## WORK REQUEST
Which lines of the entries hold the string "true"? Copy each one.
===== PROVIDED MATERIAL =====
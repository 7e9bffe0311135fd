// SPDX-License-Identifier: MIT
// Copyright 2026 Roland Dreier <roland@rolandd.dev>

//! HTTP route handlers.

pub mod dashboard;

use crate::AppState;
use axum::{routing::get, Json, Router};
use serde::Serialize;
use std::sync::Arc;
use tower_http::trace::{DefaultMakeSpan, DefaultOnResponse, TraceLayer};
use tracing::Level;

#[derive(Serialize)]
pub struct HealthResponse {
    pub status: String,
    pub build_id: String,
}

/// Health check response
async fn health_check() -> Json<HealthResponse> {
    let build_id = option_env!("BUILD_ID").unwrap_or("unknown").to_string();
    Json(HealthResponse {
        status: "ok".to_string(),
        build_id,
    })
}

/// Build the complete router with all routes.
pub fn create_router(state: Arc<AppState>) -> Router {
    Router::new()
        .route("/health", get(health_check))
        .merge(dashboard::routes())
        .layer(axum::middleware::from_fn(
            crate::middleware::security::add_security_headers,
        ))
        .layer(
            TraceLayer::new_for_http()
                .make_span_with(DefaultMakeSpan::new().level(Level::INFO))
                .on_response(DefaultOnResponse::new().level(Level::INFO)),
        )
        .with_state(state)
}
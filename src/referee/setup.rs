use super::{call_with_timeout, Game, GameOver, GameResult, Turns};
use crate::{
    tiles, Bag, Board, Call, Fault, GameSnapshot, NewError, Observer, Player, PlayerState,
    RefereeConfig, StateRecord, TILES_LEN, TILE_LIMIT,
};
use either::Either;
use itertools::Itertools;
use rand::rngs::StdRng;
use rand::seq::SliceRandom;
use rand::SeedableRng;
use std::collections::HashSet;
use tracing::{Instrument, Span};

/// Runs one game from setup to the [result](GameResult). Created from [Referee::new] or
/// [Referee::from_record].
///
/// The game is a chain of owned phases: [Referee] sets up, [Turns] plays one turn at a time,
/// and [GameOver] reports the result. Each phase is consumed to produce either the next phase
/// or the end of the game, so a game cannot be advanced twice from the same state.
#[derive(Debug)]
pub struct Referee {
    game: Game,
}

/// The name a player is reported under until [Player::name] answers.
fn placeholder_name(index: usize) -> String {
    format!("player {index}")
}

impl Referee {
    /// Checks the number of players and the supply of [tiles](crate::Tile), builds a bag of
    /// every [tile](crate::Tile) copied `unique_tile_copied_count` times, shuffles it, deals
    /// `hand_len` [tiles](crate::Tile) from the end of the bag to each player in registration
    /// order and places one more [tile](crate::Tile) from the bag at `(0, 0)`.
    ///
    /// The bag is shuffled by a [StdRng] seeded with [RefereeConfig::seed] when present.
    ///
    /// # Errors
    ///
    /// * [NewError::EmptyPlayers] Attempting to start with no players.
    /// * [NewError::NotEnoughPlayers] Attempting to start with fewer than
    /// [min_players](RefereeConfig::min_players).
    /// * [NewError::TooManyPlayers] Attempting to start with more than
    /// [max_players](RefereeConfig::max_players).
    /// * [NewError::EmptyBag] Attempting to start with an empty bag.
    /// * [NewError::EmptyHands] Attempting to start with empty hands.
    /// * [NewError::NotEnoughTiles] Attempting to deal more [tiles](crate::Tile) than
    /// [tiles](crate::Tile) in the bag.
    /// * [NewError::TooManyTiles] Attempting to create more [tiles](crate::Tile) in the bag
    /// than the [tile limit](TILE_LIMIT).
    pub fn new(
        config: RefereeConfig,
        players: Vec<Box<dyn Player>>,
    ) -> Result<Referee, HashSet<NewError>> {
        let mut errors = HashSet::with_capacity(5);
        Referee::check_players(&config, players.len(), &mut errors);
        Referee::check_tiles(&config, players.len(), &mut errors);
        if !errors.is_empty() {
            return Err(errors);
        }

        let mut bag = Referee::new_bag(&config);
        let players = players
            .into_iter()
            .enumerate()
            .map(|(index, player)| {
                let mut player_state = PlayerState::new(player, placeholder_name(index));
                player_state.set_tiles(bag.drain(bag.len() - config.hand_len..));
                player_state
            })
            .collect();

        let mut board = Board::with_capacity(bag.len());
        if let Some(tile) = bag.pop() {
            board.insert((0, 0), tile);
        }

        Ok(Referee::from_parts(config, board, bag, players))
    }

    /// Starts from a received state instead of dealing: the board, the bag and each player's
    /// score and [tiles](crate::Tile) come from `record`, matched to `players` by position.
    ///
    /// # Errors
    ///
    /// * [NewError::EmptyPlayers] Attempting to start with no players.
    /// * [NewError::NotEnoughPlayers] Attempting to start with fewer than
    /// [min_players](RefereeConfig::min_players).
    /// * [NewError::TooManyPlayers] Attempting to start with more than
    /// [max_players](RefereeConfig::max_players).
    /// * [NewError::PlayerRecordsMismatch] The record describes a different number of players.
    /// * [NewError::RepeatedCells] The record names some cell of the board more than once.
    pub fn from_record(
        config: RefereeConfig,
        record: &StateRecord,
        players: Vec<Box<dyn Player>>,
    ) -> Result<Referee, HashSet<NewError>> {
        let mut errors = HashSet::with_capacity(3);
        Referee::check_players(&config, players.len(), &mut errors);
        if players.len() != record.players.len() {
            errors.insert(NewError::PlayerRecordsMismatch {
                players_len: players.len(),
                records_len: record.players.len(),
            });
        }
        let board = match (record.board(), errors.is_empty()) {
            (Ok(board), true) => board,
            (Ok(_), false) => return Err(errors),
            (Err(error), _) => {
                errors.insert(error);
                return Err(errors);
            }
        };

        let players = players
            .into_iter()
            .zip_eq(&record.players)
            .enumerate()
            .map(|(index, (player, player_record))| {
                let mut player_state = PlayerState::new(player, placeholder_name(index));
                player_state.set_tiles(player_record.tiles.iter().copied());
                player_state.update_score(player_record.score);
                player_state
            })
            .collect();

        Ok(Referee::from_parts(
            config,
            board,
            record.bag.clone(),
            players,
        ))
    }

    fn from_parts(
        config: RefereeConfig,
        board: Board,
        bag: Bag,
        players: Vec<PlayerState>,
    ) -> Referee {
        Referee {
            game: Game {
                config,
                board,
                bag,
                players,
                observers: Vec::new(),
                span: tracing::info_span!("game"),
            },
        }
    }

    fn check_players(config: &RefereeConfig, players_len: usize, errors: &mut HashSet<NewError>) {
        if players_len == 0 {
            errors.insert(NewError::EmptyPlayers);
        } else if players_len < config.min_players {
            errors.insert(NewError::NotEnoughPlayers {
                players_len,
                min_players: config.min_players,
            });
        }
        if players_len > config.max_players {
            errors.insert(NewError::TooManyPlayers {
                players_len,
                max_players: config.max_players,
            });
        }
    }

    fn check_tiles(config: &RefereeConfig, players_len: usize, errors: &mut HashSet<NewError>) {
        if config.unique_tile_copied_count == 0 {
            errors.insert(NewError::EmptyBag);
        }
        if config.hand_len == 0 {
            errors.insert(NewError::EmptyHands);
        }

        // one more tile opens the board
        let requested_tiles = players_len.saturating_mul(config.hand_len).saturating_add(1);
        let tiles_in_bag = TILES_LEN.saturating_mul(config.unique_tile_copied_count);

        if requested_tiles > tiles_in_bag {
            errors.insert(NewError::NotEnoughTiles {
                requested_tiles,
                tiles_in_bag,
            });
        }

        if tiles_in_bag > TILE_LIMIT {
            errors.insert(NewError::TooManyTiles { tiles_in_bag });
        }
    }

    fn new_bag(config: &RefereeConfig) -> Bag {
        let mut bag = tiles()
            .into_iter()
            .flat_map(|tile| vec![tile; config.unique_tile_copied_count])
            .collect_vec();
        match config.seed {
            Some(seed) => bag.shuffle(&mut StdRng::seed_from_u64(seed)),
            None => bag.shuffle(&mut rand::thread_rng()),
        }
        bag
    }

    /// Adds an [observer](Observer) that receives every state of the game and its end.
    pub fn with_observer(mut self, observer: Box<dyn Observer>) -> Referee {
        self.game.observers.push(observer);
        self
    }

    /// Replaces the span the [game run](Referee::run) is logged under, which defaults to
    /// an `info` span named `game`.
    pub fn with_span(mut self, span: Span) -> Referee {
        self.game.span = span;
        self
    }

    /// An immutable copy of the game before setup.
    pub fn snapshot(&self) -> GameSnapshot {
        self.game.snapshot(None)
    }

    /// Asks each player in registration order for its name and then sends it the board and
    /// its hand, both under [setup_timeout](RefereeConfig::setup_timeout). A failed call
    /// eliminates the player, whose [tiles](crate::Tile) return to the bag.
    ///
    /// # Returns
    ///
    /// Either the [turns](Turns) of the game, or the [end of the game](GameOver) when fewer
    /// than [min_active_players](RefereeConfig::min_active_players) survive setup or nobody
    /// can place any [tile](crate::Tile). Falling below the minimum leaves the game without
    /// winners.
    pub async fn set_up(mut self) -> Either<Turns, GameOver> {
        let setup_timeout = self.game.config.setup_timeout;

        for index in 0..self.game.players.len() {
            let player_state = &self.game.players[index];
            let name =
                call_with_timeout(Call::Name, setup_timeout, player_state.player().name()).await;
            let set_up = match name {
                Ok(name) => {
                    self.game.players[index].set_name(name);
                    let player_state = &self.game.players[index];
                    call_with_timeout(
                        Call::SetUp,
                        setup_timeout,
                        player_state
                            .player()
                            .set_up(&self.game.board, player_state.hand()),
                    )
                    .await
                }
                Err(fault) => Err(fault),
            };
            if let Err(fault) = set_up {
                self.game.eliminate(index, &Fault::Protocol(fault));
            }
        }

        let active_len = self.game.active_len();
        tracing::info!(
            players = self.game.players.len(),
            active = active_len,
            "game set up"
        );

        let first_player = self
            .game
            .players
            .len()
            .checked_sub(1)
            .and_then(|last| self.game.next_active_player(last));
        self.game.broadcast(first_player).await;

        if active_len < self.game.config.min_active_players.max(1) {
            tracing::warn!(
                active = active_len,
                min_active_players = self.game.config.min_active_players,
                "not enough active players after setup"
            );
            return Either::Right(GameOver::new(self.game, false));
        }

        match first_player {
            Some(first_player) if !self.game.is_deadlocked() => {
                Either::Left(Turns::new(self.game, first_player))
            }
            _ => Either::Right(GameOver::new(self.game, true)),
        }
    }

    /// Sets up the game, plays every turn and reports the result, all inside the
    /// [span](Referee::with_span) of the game.
    pub async fn run(self) -> GameResult {
        let span = self.game.span.clone();
        async move {
            let mut turns = match self.set_up().await {
                Either::Left(turns) => turns,
                Either::Right(game_over) => return game_over.finish().await,
            };
            loop {
                turns = match turns.next_turn().await {
                    Either::Left(turns) => turns,
                    Either::Right(game_over) => return game_over.finish().await,
                };
            }
        }
        .instrument(span)
        .await
    }

    #[cfg(test)]
    pub(super) fn into_game(self) -> Game {
        self.game
    }
}
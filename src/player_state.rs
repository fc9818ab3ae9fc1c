use crate::{missing_tiles, Hand, Player, PlayerSnapshot, Tile, TurnAction, HAND_CAPACITY};
use std::{fmt, mem};

/// Per-player record owned by the [referee](crate::Referee) for one game: the
/// [player](Player) handle, its name, hand, score and elimination flag.
pub struct PlayerState {
    player: Box<dyn Player>,
    name: String,
    hand: Hand,
    score: usize,
    eliminated: bool,
}

impl fmt::Debug for PlayerState {
    fn fmt(&self, f: &mut fmt::Formatter<'_>) -> fmt::Result {
        f.debug_struct("PlayerState")
            .field("name", &self.name)
            .field("hand", &self.hand)
            .field("score", &self.score)
            .field("eliminated", &self.eliminated)
            .finish_non_exhaustive()
    }
}

impl PlayerState {
    /// A new [`PlayerState`] with an empty hand and no points.
    pub fn new(player: Box<dyn Player>, name: impl Into<String>) -> PlayerState {
        PlayerState {
            player,
            name: name.into(),
            hand: Hand::with_capacity(HAND_CAPACITY),
            score: 0,
            eliminated: false,
        }
    }

    /// The [player](Player) handle.
    #[inline]
    pub fn player(&self) -> &dyn Player {
        self.player.as_ref()
    }

    /// The name the player is reported under.
    #[inline]
    pub fn name(&self) -> &str {
        &self.name
    }

    /// The [tiles](Tile) held by the player.
    #[inline]
    pub fn hand(&self) -> &Hand {
        &self.hand
    }

    /// The points earned so far.
    #[inline]
    pub fn score(&self) -> usize {
        self.score
    }

    /// Whether the player has been eliminated.
    #[inline]
    pub fn is_eliminated(&self) -> bool {
        self.eliminated
    }

    /// # Returns
    ///
    /// Whether the hand holds every one of `tiles`, counting repeated [tiles](Tile).
    pub fn holds(&self, tiles: impl IntoIterator<Item = Tile>) -> bool {
        missing_tiles(&self.hand, tiles).is_empty()
    }

    pub(crate) fn set_name(&mut self, name: String) {
        self.name = name;
    }

    /// Replaces the hand with `tiles`.
    pub fn set_tiles(&mut self, tiles: impl IntoIterator<Item = Tile>) {
        self.hand.clear();
        self.hand.extend(tiles);
    }

    /// Adds `points` to the score.
    pub fn update_score(&mut self, points: usize) {
        self.score += points;
    }

    /// Removes the [tiles](Tile) consumed by `action` from the hand: every placed
    /// [tile](Tile) once, matched by value, or the whole hand for an
    /// [exchange](TurnAction::Exchange). A [pass](TurnAction::Pass) changes nothing, and
    /// neither does a [placement](TurnAction::Place) of [tiles](Tile) the hand does not
    /// [hold](PlayerState::holds).
    ///
    /// # Returns
    ///
    /// The removed [tiles](Tile).
    pub fn reduce_existing_tiles(&mut self, action: &TurnAction) -> Hand {
        match action {
            TurnAction::Pass => Hand::new(),
            TurnAction::Exchange => mem::take(&mut self.hand),
            TurnAction::Place(_) if !self.holds(action.placed_tiles()) => Hand::new(),
            TurnAction::Place(_) => action
                .placed_tiles()
                .filter_map(|tile| {
                    let index = self.hand.iter().position(|&held| held == tile)?;
                    Some(self.hand.remove(index))
                })
                .collect(),
        }
    }

    /// Sets the one-way elimination flag.
    ///
    /// # Returns
    ///
    /// The [tiles](Tile) the player was holding, which leave its hand.
    pub fn eliminate(&mut self) -> Hand {
        self.eliminated = true;
        mem::take(&mut self.hand)
    }

    /// An immutable copy of the player's state.
    pub fn snapshot(&self) -> PlayerSnapshot {
        PlayerSnapshot {
            name: self.name.clone(),
            score: self.score,
            hand: self.hand.clone(),
            eliminated: self.eliminated,
        }
    }
}
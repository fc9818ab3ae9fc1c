use crate::{Bonuses, ConfigError, PLAYER_CAPACITY};
use serde::Deserialize;
use std::path::Path;
use std::time::Duration;

/// The default number of [tiles](crate::Tile) dealt to each player.
pub const DEFAULT_HAND_LEN: usize = 6;

/// The default number of copies of each [tile](crate::Tile) in the bag.
pub const DEFAULT_UNIQUE_TILE_COPIED_COUNT: usize = 3;

/// Parameters of one game run by a [Referee](crate::Referee).
#[derive(Debug, Clone, Eq, PartialEq)]
pub struct RefereeConfig {
    /// The fewest players a game starts with.
    pub min_players: usize,
    /// The most players a game starts with.
    pub max_players: usize,
    /// The time budget of [Player::take_turn](crate::Player::take_turn),
    /// [Player::new_tiles](crate::Player::new_tiles) and [Player::win](crate::Player::win).
    pub turn_timeout: Duration,
    /// The time budget of [Player::name](crate::Player::name) and
    /// [Player::set_up](crate::Player::set_up).
    pub setup_timeout: Duration,
    /// The time budget of each [observer](crate::Observer) call.
    pub observer_timeout: Duration,
    /// The number of [tiles](crate::Tile) dealt to each player.
    pub hand_len: usize,
    /// The number of copies of each [tile](crate::Tile) in the bag.
    pub unique_tile_copied_count: usize,
    /// The game ends with no winners when fewer players survive setup.
    pub min_active_players: usize,
    /// Extra points on top of one point per [tile](crate::Tile).
    pub bonuses: Bonuses,
    /// Shuffles the bag deterministically when present.
    pub seed: Option<u64>,
}

impl Default for RefereeConfig {
    fn default() -> Self {
        RefereeConfig {
            min_players: 2,
            max_players: PLAYER_CAPACITY,
            turn_timeout: Duration::from_secs(6),
            setup_timeout: Duration::from_secs(6),
            observer_timeout: Duration::from_secs(6),
            hand_len: DEFAULT_HAND_LEN,
            unique_tile_copied_count: DEFAULT_UNIQUE_TILE_COPIED_COUNT,
            min_active_players: 1,
            bonuses: Bonuses::default(),
            seed: None,
        }
    }
}

/// Parameters of the sign-up phase followed by one game.
#[derive(Debug, Clone, Eq, PartialEq)]
pub struct ServerConfig {
    /// How long one sign-up attempt waits for players.
    pub sign_up_wait: Duration,
    /// How many sign-up attempts are made before giving up.
    pub sign_up_retries: usize,
    /// Whether the [server](crate::Server) attaches its observers to the game.
    pub observe: bool,
    /// Parameters of the game, including the player bounds applied during sign-up.
    pub referee: RefereeConfig,
}

impl Default for ServerConfig {
    fn default() -> Self {
        ServerConfig {
            sign_up_wait: Duration::from_secs(20),
            sign_up_retries: 2,
            observe: false,
            referee: RefereeConfig::default(),
        }
    }
}

/// Top-level TOML file structure. Every field is optional.
#[derive(Debug, Default, Deserialize)]
struct ServerConfigFile {
    min_players: Option<usize>,
    max_players: Option<usize>,
    sign_up_wait_ms: Option<u64>,
    sign_up_retries: Option<usize>,
    observe: Option<bool>,
    #[serde(default)]
    referee: RefereeConfigFile,
}

#[derive(Debug, Default, Deserialize)]
struct RefereeConfigFile {
    turn_timeout_ms: Option<u64>,
    setup_timeout_ms: Option<u64>,
    observer_timeout_ms: Option<u64>,
    hand_len: Option<usize>,
    unique_tile_copied_count: Option<usize>,
    min_active_players: Option<usize>,
    bonuses: Option<Bonuses>,
    seed: Option<u64>,
}

impl ServerConfigFile {
    fn into_config(self) -> ServerConfig {
        let d = ServerConfig::default();
        let r = self.referee;
        ServerConfig {
            sign_up_wait: self
                .sign_up_wait_ms
                .map_or(d.sign_up_wait, Duration::from_millis),
            sign_up_retries: self.sign_up_retries.unwrap_or(d.sign_up_retries),
            observe: self.observe.unwrap_or(d.observe),
            referee: RefereeConfig {
                min_players: self.min_players.unwrap_or(d.referee.min_players),
                max_players: self.max_players.unwrap_or(d.referee.max_players),
                turn_timeout: r
                    .turn_timeout_ms
                    .map_or(d.referee.turn_timeout, Duration::from_millis),
                setup_timeout: r
                    .setup_timeout_ms
                    .map_or(d.referee.setup_timeout, Duration::from_millis),
                observer_timeout: r
                    .observer_timeout_ms
                    .map_or(d.referee.observer_timeout, Duration::from_millis),
                hand_len: r.hand_len.unwrap_or(d.referee.hand_len),
                unique_tile_copied_count: r
                    .unique_tile_copied_count
                    .unwrap_or(d.referee.unique_tile_copied_count),
                min_active_players: r
                    .min_active_players
                    .unwrap_or(d.referee.min_active_players),
                bonuses: r.bonuses.unwrap_or(d.referee.bonuses),
                seed: r.seed.or(d.referee.seed),
            },
        }
    }
}

impl ServerConfig {
    /// Parses a TOML document, using defaults for any unspecified fields.
    ///
    /// # Errors
    ///
    /// * [ConfigError::Parse] The document is not valid TOML or has mistyped fields.
    pub fn from_toml(content: &str) -> Result<ServerConfig, ConfigError> {
        let file: ServerConfigFile = toml::from_str(content)?;
        Ok(file.into_config())
    }

    /// Loads a TOML file at `path`, using defaults for any unspecified fields.
    ///
    /// # Errors
    ///
    /// * [ConfigError::Read] The file cannot be read.
    /// * [ConfigError::Parse] The file is not valid TOML or has mistyped fields.
    pub fn load(path: &Path) -> Result<ServerConfig, ConfigError> {
        let content = std::fs::read_to_string(path)?;
        let config = ServerConfig::from_toml(&content)?;
        tracing::info!(
            path = %path.display(),
            min_players = config.referee.min_players,
            max_players = config.referee.max_players,
            "loaded server config"
        );
        Ok(config)
    }
}
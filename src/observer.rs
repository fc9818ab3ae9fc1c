use crate::{GameSnapshot, ObserverError};
use async_trait::async_trait;
use futures::future;
use itertools::Itertools;
use std::collections::BTreeSet;
use std::future::Future;
use std::time::Duration;
use tokio::time;

/// A sink for the progress of a game: a display, a file writer, a test spy.
///
/// Observers never influence the game. Their errors are logged and dropped.
#[async_trait]
pub trait Observer: Send + Sync {
    /// Receives the state of the game after each applied turn.
    async fn receive_state(&self, state: &GameSnapshot) -> Result<(), ObserverError>;

    /// Receives the final state of the game with the names of the winners and of the
    /// eliminated players. Called exactly once.
    async fn game_over(
        &self,
        state: &GameSnapshot,
        winners: &BTreeSet<String>,
        eliminated: &BTreeSet<String>,
    ) -> Result<(), ObserverError>;
}

/// Awaits one observer call for at most `after`.
async fn observe_with_timeout(
    after: Duration,
    call: impl Future<Output = Result<(), ObserverError>>,
) -> Result<(), ObserverError> {
    time::timeout(after, call).await.unwrap_or_else(|_| {
        Err(ObserverError(format!(
            "timed out after {}ms",
            after.as_millis()
        )))
    })
}

/// Asynchronously sends `state` to every [`Observer`], giving each one `after` to answer.
///
/// # Errors
///
/// Accumulates all errors and timeouts from [`Observer::receive_state`] into a vector.
pub async fn send_state(
    observers: &[Box<dyn Observer>],
    state: &GameSnapshot,
    after: Duration,
) -> Result<(), Vec<ObserverError>> {
    let update_tasks = observers
        .iter()
        .map(|observer| observe_with_timeout(after, observer.receive_state(state)));

    let errors = future::join_all(update_tasks)
        .await
        .into_iter()
        .filter_map(Result::err)
        .collect_vec();
    if !errors.is_empty() {
        return Err(errors);
    }

    Ok(())
}

/// Asynchronously sends the end of the game to every [`Observer`], giving each one `after`
/// to answer.
///
/// # Errors
///
/// Accumulates all errors and timeouts from [`Observer::game_over`] into a vector.
pub async fn send_game_over(
    observers: &[Box<dyn Observer>],
    state: &GameSnapshot,
    winners: &BTreeSet<String>,
    eliminated: &BTreeSet<String>,
    after: Duration,
) -> Result<(), Vec<ObserverError>> {
    let update_tasks = observers.iter().map(|observer| {
        observe_with_timeout(after, observer.game_over(state, winners, eliminated))
    });

    let errors = future::join_all(update_tasks)
        .await
        .into_iter()
        .filter_map(Result::err)
        .collect_vec();
    if !errors.is_empty() {
        return Err(errors);
    }

    Ok(())
}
=====
## EXPECTED OUTPUT
            (Ok(board), true) => board,
            _ => Either::Right(GameOver::new(self.game, true)),
        self.eliminated = true;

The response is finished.